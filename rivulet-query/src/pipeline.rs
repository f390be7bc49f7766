//! Lazy solution pipelines.
//!
//! Stages consume and produce [`SolutionStream`]s: boxed streams of
//! fallible solution mappings, pulled one element at a time. This
//! module is a pure dispatch surface of free functions; it keeps no
//! state and stages receive their streams explicitly.
//!
//! Errors travel as stream items; the first fatal error reaches the
//! sink, which stops pulling. Dropping a stream cancels the upstream
//! work it owns.

use crate::error::Result;
use futures::future::{self, Future};
use futures::stream::{self, BoxStream};
use futures::{Stream, StreamExt};
use rivulet_core::Bindings;
use std::pin::Pin;
use std::task::{Context, Poll};

/// A lazy sequence of solution mappings.
pub type SolutionStream = BoxStream<'static, Result<Bindings>>;

/// The empty sequence.
pub fn empty() -> SolutionStream {
    stream::empty().boxed()
}

/// A single-mapping sequence.
pub fn of(mapping: Bindings) -> SolutionStream {
    stream::once(future::ready(Ok(mapping))).boxed()
}

/// A sequence over already-materialized mappings.
pub fn from_iter<I>(mappings: I) -> SolutionStream
where
    I: IntoIterator<Item = Bindings>,
    I::IntoIter: Send + 'static,
{
    stream::iter(mappings.into_iter().map(Ok)).boxed()
}

/// A single-error sequence.
pub fn once_err(error: crate::error::QueryError) -> SolutionStream {
    stream::once(future::ready(Err(error))).boxed()
}

/// Defer to a stream produced asynchronously; a failed producer
/// becomes a one-error stream.
pub fn from_async<F>(producer: F) -> SolutionStream
where
    F: Future<Output = Result<SolutionStream>> + Send + 'static,
{
    stream::once(producer)
        .flat_map(|built| match built {
            Ok(inner) => inner,
            Err(e) => once_err(e),
        })
        .boxed()
}

/// Transform each mapping; errors pass through.
pub fn map<F>(source: SolutionStream, mut f: F) -> SolutionStream
where
    F: FnMut(Bindings) -> Bindings + Send + 'static,
{
    source.map(move |item| item.map(&mut f)).boxed()
}

/// Transform each mapping, dropping `None` results; errors pass
/// through.
pub fn filter_map<F>(source: SolutionStream, mut f: F) -> SolutionStream
where
    F: FnMut(Bindings) -> Option<Bindings> + Send + 'static,
{
    source
        .filter_map(move |item| {
            future::ready(match item {
                Ok(mapping) => f(mapping).map(Ok),
                Err(e) => Some(Err(e)),
            })
        })
        .boxed()
}

/// Expand each mapping into a sub-sequence; errors pass through.
pub fn flat_map<F>(source: SolutionStream, mut f: F) -> SolutionStream
where
    F: FnMut(Bindings) -> SolutionStream + Send + 'static,
{
    source
        .flat_map(move |item| match item {
            Ok(mapping) => f(mapping),
            Err(e) => once_err(e),
        })
        .boxed()
}

/// Interleave several sequences. Per-source order is preserved;
/// elements across sources interleave as they become ready.
pub fn merge(mut sources: Vec<SolutionStream>) -> SolutionStream {
    match sources.len() {
        0 => empty(),
        1 => sources.remove(0),
        _ => stream::select_all(sources).boxed(),
    }
}

/// Run the sequences one after another.
pub fn concat(sources: Vec<SolutionStream>) -> SolutionStream {
    stream::iter(sources).flatten().boxed()
}

/// Drop the first `n` mappings.
pub fn skip(source: SolutionStream, n: usize) -> SolutionStream {
    source.skip(n).boxed()
}

/// Stop after `n` mappings.
pub fn limit(source: SolutionStream, n: usize) -> SolutionStream {
    source.take(n).boxed()
}

/// Drain a sequence into a vector, stopping at the first error.
pub async fn collect(mut source: SolutionStream) -> Result<Vec<Bindings>> {
    let mut out = Vec::new();
    while let Some(item) = source.next().await {
        out.push(item?);
    }
    Ok(out)
}

/// Drive a sequence to exhaustion, calling `f` per mapping; stops at
/// the first error.
pub async fn for_each<F>(mut source: SolutionStream, mut f: F) -> Result<()>
where
    F: FnMut(Bindings),
{
    while let Some(item) = source.next().await {
        f(item?);
    }
    Ok(())
}

/// Yield the inner sequence, or the fallback mapping when the inner
/// sequence finishes without producing anything. The OPTIONAL leftover
/// rule.
pub fn or_else_value(source: SolutionStream, fallback: Bindings) -> SolutionStream {
    FallbackStream {
        inner: source,
        fallback: Some(fallback),
        yielded: false,
    }
    .boxed()
}

struct FallbackStream {
    inner: SolutionStream,
    fallback: Option<Bindings>,
    yielded: bool,
}

impl Stream for FallbackStream {
    type Item = Result<Bindings>;

    fn poll_next(mut self: Pin<&mut Self>, cx: &mut Context<'_>) -> Poll<Option<Self::Item>> {
        match self.inner.poll_next_unpin(cx) {
            Poll::Ready(Some(item)) => {
                self.yielded = true;
                Poll::Ready(Some(item))
            }
            Poll::Ready(None) => {
                if self.yielded {
                    Poll::Ready(None)
                } else {
                    Poll::Ready(self.fallback.take().map(Ok))
                }
            }
            Poll::Pending => Poll::Pending,
        }
    }
}
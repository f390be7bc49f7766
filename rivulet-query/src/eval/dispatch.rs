//! Operator dispatch: routes an operation node to its implementation.
//!
//! Operator identifiers are the parser's operator strings (`"&&"`,
//! `"="`, `"str"`, ...). Logical operators, BOUND, IF, and COALESCE
//! get non-strict compilation; everything else evaluates its operands
//! left to right and fails on unbound operands.

use super::{compare, datetime, eval_strict_args, hash, numeric, rdf, string};
use super::{compile, CompiledExpression, FunctionRegistry};
use crate::error::{QueryError, Result};
use rivulet_core::{Bindings, Expression, Term};
use std::sync::Arc;

/// Compile one operation node.
pub fn compile_operation(
    operator: &str,
    args: &[Expression],
    registry: &FunctionRegistry,
) -> Result<CompiledExpression> {
    let op = operator.to_ascii_lowercase();
    match op.as_str() {
        "&&" | "||" => compile_logical(&op, args, registry),
        "!" => compile_not(args, registry),
        "=" | "!=" | "<" | ">" | "<=" | ">=" => compile_comparison(&op, args, registry),
        "in" | "notin" | "not in" => compile_in(&op, args, registry),
        "bound" => compile_bound(args),
        "if" => compile_if(args, registry),
        "coalesce" => compile_coalesce(args, registry),
        "+" | "-" | "*" | "/" => compile_arithmetic(&op, args, registry),
        // Strict built-ins, dispatched by family.
        "str" | "lang" | "datatype" | "langmatches" | "sameterm" | "isiri" | "isuri"
        | "isblank" | "isliteral" | "isnumeric" | "iri" | "uri" | "bnode" | "strdt"
        | "strlang" | "uuid" | "struuid" => {
            let name = op.clone();
            compile_strict(args, registry, move |values| rdf::call(&name, values))
        }
        "strlen" | "substr" | "ucase" | "lcase" | "strstarts" | "strends" | "contains"
        | "strbefore" | "strafter" | "encode_for_uri" | "concat" | "regex" | "replace" => {
            let name = op.clone();
            compile_strict(args, registry, move |values| string::call(&name, values))
        }
        "abs" | "round" | "ceil" | "floor" | "rand" => {
            let name = op.clone();
            compile_strict(args, registry, move |values| numeric::call(&name, values))
        }
        "now" | "year" | "month" | "day" | "hours" | "minutes" | "seconds" | "tz"
        | "timezone" => {
            let name = op.clone();
            compile_strict(args, registry, move |values| datetime::call(&name, values))
        }
        "md5" | "sha1" | "sha256" | "sha384" | "sha512" => {
            let name = op.clone();
            compile_strict(args, registry, move |values| hash::call(&name, values))
        }
        "exists" | "notexists" => Err(QueryError::UnsupportedPattern(
            "EXISTS inside expressions".into(),
        )),
        _ => Err(QueryError::UnknownFunction(operator.to_string())),
    }
}

fn compile_args(args: &[Expression], registry: &FunctionRegistry) -> Result<Vec<CompiledExpression>> {
    args.iter().map(|a| compile(a, registry)).collect()
}

fn expect_arity(args: &[Expression], arity: usize, operator: &str) -> Result<()> {
    if args.len() != arity {
        return Err(QueryError::InvalidQuery(format!(
            "`{operator}` expects {arity} operand(s), got {}",
            args.len()
        )));
    }
    Ok(())
}

/// Strict wrapper: evaluate every operand, then apply.
fn compile_strict<F>(
    args: &[Expression],
    registry: &FunctionRegistry,
    apply: F,
) -> Result<CompiledExpression>
where
    F: Fn(&[Term]) -> Result<Term> + Send + Sync + 'static,
{
    let compiled = compile_args(args, registry)?;
    Ok(Arc::new(move |mu: &Bindings| {
        let values = eval_strict_args(&compiled, mu)?;
        apply(&values).map(Some)
    }))
}

/// SPARQL three-valued logic. An erroring operand only matters when
/// the other operand cannot decide the result on its own.
fn compile_logical(
    op: &str,
    args: &[Expression],
    registry: &FunctionRegistry,
) -> Result<CompiledExpression> {
    expect_arity(args, 2, op)?;
    let lhs = compile(&args[0], registry)?;
    let rhs = compile(&args[1], registry)?;
    let is_and = op == "&&";
    Ok(Arc::new(move |mu: &Bindings| {
        let left = lhs(mu).and_then(|v| compare::ebv_opt(v.as_ref()));
        // Short-circuit on a decisive left operand.
        match (&left, is_and) {
            (Ok(false), true) => return Ok(Some(Term::boolean(false))),
            (Ok(true), false) => return Ok(Some(Term::boolean(true))),
            _ => {}
        }
        let right = rhs(mu).and_then(|v| compare::ebv_opt(v.as_ref()));
        match (left, right, is_and) {
            (Ok(l), Ok(r), true) => Ok(Some(Term::boolean(l && r))),
            (Ok(l), Ok(r), false) => Ok(Some(Term::boolean(l || r))),
            // error && false = false, error || true = true
            (Err(_), Ok(false), true) => Ok(Some(Term::boolean(false))),
            (Err(_), Ok(true), false) => Ok(Some(Term::boolean(true))),
            (Err(e), _, _) | (_, Err(e), _) => Err(e),
        }
    }))
}

fn compile_not(args: &[Expression], registry: &FunctionRegistry) -> Result<CompiledExpression> {
    expect_arity(args, 1, "!")?;
    let inner = compile(&args[0], registry)?;
    Ok(Arc::new(move |mu: &Bindings| {
        let value = compare::ebv_opt(inner(mu)?.as_ref())?;
        Ok(Some(Term::boolean(!value)))
    }))
}

fn compile_comparison(
    op: &str,
    args: &[Expression],
    registry: &FunctionRegistry,
) -> Result<CompiledExpression> {
    expect_arity(args, 2, op)?;
    let lhs = compile(&args[0], registry)?;
    let rhs = compile(&args[1], registry)?;
    let op = op.to_string();
    Ok(Arc::new(move |mu: &Bindings| {
        let compiled = [&lhs, &rhs];
        let values = eval_strict_pair(&compiled, mu)?;
        compare::eval_comparison(&op, &values.0, &values.1).map(Some)
    }))
}

fn eval_strict_pair(
    args: &[&CompiledExpression; 2],
    mu: &Bindings,
) -> Result<(Term, Term)> {
    let mut out = Vec::with_capacity(2);
    for arg in args {
        match arg(mu)? {
            Some(Term::Unbound) | None => {
                return Err(QueryError::expression("operand is unbound"))
            }
            Some(term) => out.push(term),
        }
    }
    let second = out.pop().and_then(|b| out.pop().map(|a| (a, b)));
    second.ok_or_else(|| QueryError::expression("missing operand"))
}

fn compile_in(
    op: &str,
    args: &[Expression],
    registry: &FunctionRegistry,
) -> Result<CompiledExpression> {
    expect_arity(args, 2, op)?;
    let needle = compile(&args[0], registry)?;
    let Expression::List(candidates) = &args[1] else {
        return Err(QueryError::InvalidQuery(format!(
            "`{op}` expects a term list on the right"
        )));
    };
    let candidates = candidates.clone();
    let negated = op != "in";
    Ok(Arc::new(move |mu: &Bindings| {
        let value = match needle(mu)? {
            Some(Term::Unbound) | None => {
                return Err(QueryError::expression("operand is unbound"))
            }
            Some(term) => term,
        };
        let mut found = false;
        for candidate in &candidates {
            if compare::terms_equal(&value, candidate).unwrap_or(false) {
                found = true;
                break;
            }
        }
        Ok(Some(Term::boolean(found != negated)))
    }))
}

/// BOUND takes a variable, not a value: the sentinel still counts as
/// bound.
fn compile_bound(args: &[Expression]) -> Result<CompiledExpression> {
    expect_arity(args, 1, "bound")?;
    let Expression::Term(Term::Variable(name)) = &args[0] else {
        return Err(QueryError::InvalidQuery("BOUND expects a variable".into()));
    };
    let name = name.clone();
    Ok(Arc::new(move |mu: &Bindings| {
        Ok(Some(Term::boolean(mu.contains(&name))))
    }))
}

fn compile_if(args: &[Expression], registry: &FunctionRegistry) -> Result<CompiledExpression> {
    expect_arity(args, 3, "if")?;
    let condition = compile(&args[0], registry)?;
    let then_branch = compile(&args[1], registry)?;
    let else_branch = compile(&args[2], registry)?;
    Ok(Arc::new(move |mu: &Bindings| {
        if compare::ebv_opt(condition(mu)?.as_ref())? {
            then_branch(mu)
        } else {
            else_branch(mu)
        }
    }))
}

/// First operand that evaluates without error, errors skipped.
fn compile_coalesce(args: &[Expression], registry: &FunctionRegistry) -> Result<CompiledExpression> {
    let compiled = compile_args(args, registry)?;
    Ok(Arc::new(move |mu: &Bindings| {
        for arg in &compiled {
            match arg(mu) {
                Ok(Some(Term::Unbound)) | Ok(None) => continue,
                Ok(Some(term)) => return Ok(Some(term)),
                Err(e) if e.is_recoverable() => continue,
                Err(e) => return Err(e),
            }
        }
        Err(QueryError::expression("COALESCE: no operand evaluated"))
    }))
}

fn compile_arithmetic(
    op: &str,
    args: &[Expression],
    registry: &FunctionRegistry,
) -> Result<CompiledExpression> {
    if op == "-" && args.len() == 1 {
        // Unary minus.
        let compiled = compile_args(args, registry)?;
        return Ok(Arc::new(move |mu: &Bindings| {
            let values = eval_strict_args(&compiled, mu)?;
            numeric::negate(&values[0]).map(Some)
        }));
    }
    expect_arity(args, 2, op)?;
    let compiled = compile_args(args, registry)?;
    let op = op.to_string();
    Ok(Arc::new(move |mu: &Bindings| {
        let values = eval_strict_args(&compiled, mu)?;
        numeric::arithmetic(&op, &values[0], &values[1]).map(Some)
    }))
}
■ ■ ■ ■ ■
▸ Required work:
Lines after the one containing "a one-error stream." are left out; every line from the start of the entries through that line is restated word for word.

▸ Task result:
filename rivulet-query/src/pipeline.rs
repository f390be7bc49f7766
//! Lazy solution pipelines.
//!
//! Stages consume and produce [`SolutionStream`]s: boxed streams of
//! fallible solution mappings, pulled one element at a time. This
//! module is a pure dispatch surface of free functions; it keeps no
//! state and stages receive their streams explicitly.
//!
//! Errors travel as stream items; the first fatal error reaches the
//! sink, which stops pulling. Dropping a stream cancels the upstream
//! work it owns.

use crate::error::Result;
use futures::future::{self, Future};
use futures::stream::{self, BoxStream};
use futures::{Stream, StreamExt};
use rivulet_core::Bindings;
use std::pin::Pin;
use std::task::{Context, Poll};

/// A lazy sequence of solution mappings.
pub type SolutionStream = BoxStream<'static, Result<Bindings>>;

/// The empty sequence.
pub fn empty() -> SolutionStream {
    stream::empty().boxed()
}

/// A single-mapping sequence.
pub fn of(mapping: Bindings) -> SolutionStream {
    stream::once(future::ready(Ok(mapping))).boxed()
}

/// A sequence over already-materialized mappings.
pub fn from_iter<I>(mappings: I) -> SolutionStream
where
    I: IntoIterator<Item = Bindings>,
    I::IntoIter: Send + 'static,
{
    stream::iter(mappings.into_iter().map(Ok)).boxed()
}

/// A single-error sequence.
pub fn once_err(error: crate::error::QueryError) -> SolutionStream {
    stream::once(future::ready(Err(error))).boxed()
}

/// Defer to a stream produced asynchronously; a failed producer
/// becomes a one-error stream.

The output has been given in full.